Sana hiç kızmadım ki zaten.
Nunca estuve enfadado contigo.
Kızmadım, acelem var.
No estoy ofendido, pero tengo prisa.
Kızmadın mı?
¿ No estás enojada?
Umarım kızmadınız.
Espero que no haya resentimientos.
Seni kahvaltıya çağırdım diye kızmadın değil mi?
No le importará que te haya invitado a desayunar.
Custer umarım gelmemize kızmadın.
Espero que perdone esta intromisión, Custer.
Söz veririm birine kızmadığım sürece.
Prometo no hacerlo. A menos que me enoje con alguien.
- Kızmadın mı?
- ¿ No está enojado?
- Kızmadım, hayal kırıklığına uğradım.
- Enfadado, no.
Üzgünüm tatlım. Bana kızmadın, değil mi?
- Lo siento. ¿ Estás enfadado?
- Kızmadın mı bana?
¿ No estás enfadada?
Bay Adare ve Leydi'nin onun yatak odasında yaptıklarını söylediğimde umarım çok kızmadınız bana.
Espero que no hiciese caso de que el Sr. Adare estuviese en la habitación de la señora.
Mahkemede söylediklerim için bana kızmadın mı?
¿ No está enfadada conmigo por lo que dije ante el tribunal?
Sana yaptığım şeyden sonra bana kızmadığını söyleme sakın.
No me diga que no está angustiado... después de lo que le hice.
Kızmadın mı?
¿ No te habrás enfadado?
Kızmadın mı?
¿ No estás enfadado?
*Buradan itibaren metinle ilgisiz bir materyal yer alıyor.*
//! Streaming engine seam
//!
//! The session adapter drives an engine only through `LiveEngine`. Engines are
//! produced by a `Connector`; the process-wide connector defaults to the
//! in-process replay engine and can be replaced with `install_connector`.

pub mod replay;

use std::sync::Arc;
use std::time::Duration;

use parking_lot::RwLock;
use serde::Serialize;

use crate::config::LiveConfig;
use crate::decoder::Record;
use crate::enums::{ExceptionAction, KeepGoing, SType, Schema};
use crate::error::{BridgeError, EngineError, EngineResult, Result};

pub type RecordCallback = Box<dyn FnMut(&Record<'_>) -> KeepGoing + Send>;
pub type MetadataCallback = Box<dyn FnMut(&Metadata) + Send>;
pub type ExceptionCallback = Box<dyn FnMut(&EngineError) -> ExceptionAction + Send>;

/// Callbacks handed to the engine's delivery loop
pub struct EngineCallbacks {
    pub on_record: RecordCallback,
    pub on_metadata: Option<MetadataCallback>,
    pub on_exception: Option<ExceptionCallback>,
}

/// Where a subscription starts replaying from
#[derive(Debug, Clone, PartialEq, Eq, Serialize)]
#[serde(untagged)]
pub enum StartPoint {
    UnixNanos(u64),
    /// Passed through to the gateway unparsed, e.g. an ISO 8601 timestamp
    Text(String),
}

#[derive(Debug, Clone, PartialEq, Eq, Serialize)]
pub struct Subscription {
    pub symbols: Vec<String>,
    pub schema: Schema,
    pub stype_in: SType,
    pub start: Option<StartPoint>,
    pub use_snapshot: bool,
}

impl Subscription {
    /// Validate and build a live subscription.
    /// Symbol lists must be non-empty and contain no blank entries.
    pub fn new<S: AsRef<str>>(symbols: &[S], schema: Schema, stype_in: SType) -> Result<Self> {
        if symbols.is_empty() {
            return Err(BridgeError::InvalidArgument("at least one symbol is required".into()));
        }
        let mut owned = Vec::with_capacity(symbols.len());
        for (i, symbol) in symbols.iter().enumerate() {
            let symbol = symbol.as_ref().trim();
            if symbol.is_empty() {
                return Err(BridgeError::InvalidArgument(format!(
                    "symbol list contains an empty entry at index {i}"
                )));
            }
            owned.push(symbol.to_string());
        }
        Ok(Subscription {
            symbols: owned,
            schema,
            stype_in,
            start: None,
            use_snapshot: false,
        })
    }

    pub fn starting_at(mut self, start: StartPoint) -> Result<Self> {
        if let StartPoint::Text(text) = &start {
            if text.trim().is_empty() {
                return Err(BridgeError::InvalidArgument("start time cannot be empty".into()));
            }
        }
        self.start = Some(start);
        Ok(self)
    }

    pub fn with_snapshot(mut self) -> Self {
        self.use_snapshot = true;
        self
    }
}

/// Session metadata delivered before the first record of each connection
#[derive(Debug, Clone, PartialEq, Eq, Serialize)]
pub struct Metadata {
    pub version: u8,
    pub dataset: String,
    pub schema: Option<Schema>,
    pub start: u64,
    pub stype_in: Option<SType>,
    pub stype_out: SType,
    pub ts_out: bool,
    pub symbols: Vec<String>,
}

/// Contract for a streaming engine.
///
/// `start` hands the callbacks to a delivery loop running on a thread owned
/// by the engine. The engine drops the callbacks when that loop exits; the
/// session observes loop termination through that drop.
pub trait LiveEngine: Send {
    fn subscribe(&mut self, subscription: &Subscription) -> EngineResult<()>;

    fn start(&mut self, callbacks: EngineCallbacks) -> EngineResult<()>;

    fn reconnect(&mut self) -> EngineResult<()>;

    fn resubscribe(&mut self) -> EngineResult<()>;

    /// Ask the delivery loop to exit at its next check without waiting
    fn stop(&mut self);

    /// Wait for the delivery loop to exit. `None` waits without bound.
    /// Returns `Stop` once no loop is running, `Continue` on timeout.
    fn block_for_stop(&mut self, timeout: Option<Duration>) -> KeepGoing;
}

/// Opens engine connections. Blocks until the handshake completes or fails.
pub trait Connector: Send + Sync {
    fn connect(&self, config: &LiveConfig) -> EngineResult<Box<dyn LiveEngine>>;
}

static CONNECTOR: RwLock<Option<Arc<dyn Connector>>> = parking_lot::const_rwlock(None);

/// Replace the connector used by `LiveBuilder::build` and the C boundary
pub fn install_connector(connector: Arc<dyn Connector>) {
    *CONNECTOR.write() = Some(connector);
}

pub fn connector() -> Arc<dyn Connector> {
    if let Some(installed) = CONNECTOR.read().as_ref() {
        return Arc::clone(installed);
    }
    replay::ReplayConnector::shared()
}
No.
- Kızmadın mı?
- ¿ No estás disgustado?
Buna kızmadın mı yani?
¿ Ni siquiera estás enfadado?
Kızmadım.
Yo no me enfado.
Kızmadım.
Pero no, no le quiero.
- Umarım kızmadınız.
- Espero que no esté enfadado.
- Baba, sen çok kızmadın bana değil mi? Hayır, hayır, tatlım.
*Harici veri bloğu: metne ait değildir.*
//! Zero-copy record decoder
//!
//! The decoder takes a byte buffer and returns `Record` views that borrow the
//! original buffer. Only the 16-byte header is copied out; typed bodies are
//! decoded on demand with `Record::get`.

use crate::record::*;
use thiserror::Error;

#[derive(Error, Debug, Clone, Copy, PartialEq, Eq)]
pub enum DecodeError {
    #[error("buffer too small: need {need} bytes, have {have}")]
    BufferTooSmall { need: usize, have: usize },

    #[error("invalid record length: {0} words is shorter than the header")]
    InvalidLength(u8),

    #[error("truncated record: declared length {declared} exceeds buffer {actual}")]
    TruncatedRecord { declared: usize, actual: usize },

    #[error("unexpected rtype: expected 0x{expected:02x}, got 0x{actual:02x}")]
    UnexpectedRType { expected: u8, actual: u8 },

    #[error("record body too short for rtype 0x{rtype:02x}: need {need} bytes, have {have}")]
    BodyTooShort { rtype: u8, need: usize, have: usize },
}

pub type DecodeResult<T> = Result<T, DecodeError>;

/// A single record borrowed from a feed buffer
#[derive(Debug, Clone, Copy)]
pub struct Record<'a> {
    header: RecordHeader,
    bytes: &'a [u8],
}

impl<'a> Record<'a> {
    pub fn header(&self) -> &RecordHeader {
        &self.header
    }

    pub fn rtype(&self) -> u8 {
        self.header.rtype
    }

    pub fn instrument_id(&self) -> u32 {
        self.header.instrument_id
    }

    /// Total size in bytes, header included
    pub fn size(&self) -> usize {
        self.bytes.len()
    }

    pub fn as_bytes(&self) -> &'a [u8] {
        self.bytes
    }

    /// Payload after the header
    pub fn body(&self) -> &'a [u8] {
        &self.bytes[HEADER_SIZE..]
    }

    pub fn is<T: RecordMessage>(&self) -> bool {
        self.header.rtype == T::RTYPE as u8
    }

    /// Decode the body as `T`
    pub fn get<T: RecordMessage>(&self) -> DecodeResult<T> {
        if !self.is::<T>() {
            return Err(DecodeError::UnexpectedRType {
                expected: T::RTYPE as u8,
                actual: self.header.rtype,
            });
        }
        if self.bytes.len() < T::SIZE {
            return Err(DecodeError::BodyTooShort {
                rtype: self.header.rtype,
                need: T::SIZE - HEADER_SIZE,
                have: self.bytes.len() - HEADER_SIZE,
            });
        }
        Ok(T::read_body(self.header, self.body()))
    }
}

/// Zero-copy decoder
pub struct RecordDecoder;

impl RecordDecoder {
    /// Parse a single record from the start of `buffer`
    /// Returns the record and the number of bytes consumed
    pub fn decode(buffer: &[u8]) -> DecodeResult<(Record<'_>, usize)> {
        if buffer.len() < HEADER_SIZE {
            return Err(DecodeError::BufferTooSmall {
                need: HEADER_SIZE,
                have: buffer.len(),
            });
        }

        let header = RecordHeader::read(buffer);
        let length = header.record_size();

        if length < HEADER_SIZE {
            return Err(DecodeError::InvalidLength(header.length));
        }
        if length > buffer.len() {
            return Err(DecodeError::TruncatedRecord {
                declared: length,
                actual: buffer.len(),
            });
        }

        let record = Record {
            header,
            bytes: &buffer[..length],
        };
        Ok((record, length))
    }

    /// Decode a stream of concatenated records
    /// Calls callback for each record; stops on error or if callback returns false
    pub fn decode_stream<F>(buffer: &[u8], mut callback: F) -> DecodeResult<usize>
    where
        F: FnMut(&Record<'_>) -> bool,
    {
        let mut offset = 0;
        let mut count = 0;

        while offset < buffer.len() {
            match Self::decode(&buffer[offset..]) {
                Ok((record, consumed)) => {
                    count += 1;
                    offset += consumed;
                    if !callback(&record) {
                        break;
                    }
                }
                Err(DecodeError::BufferTooSmall { .. }) => break, // trailing partial header
                Err(e) => return Err(e),
            }
        }

        Ok(count)
    }
}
- No estás enojado, ¿ verdad, papá?
- Umarım kızmadınız.
- Espero que no me guarde rencor.
Peder, Concetta'ya kızmadığımı söyleyin. Fakat bunları daha sonra konuşuruz. Bunun bir hayal olmadığından emin olduğumuz zaman.
Padre, le dirá a Concetta que no estoy molesto con ella pero que ya abordaré el tema cuando sea algo más que una fantasía.
- Kızmadın mı?
- ¿ No estás enfadado?
- Umarım kızmadınız. - Tam tersine.
- Espero no haberle ofendido.
Bize çok kızmadın umarım.
No creímos que fuera para tanto.
Stanley'yi getirmeme kızmadın umarım.
¿ Te importa que haya traído a Stanley?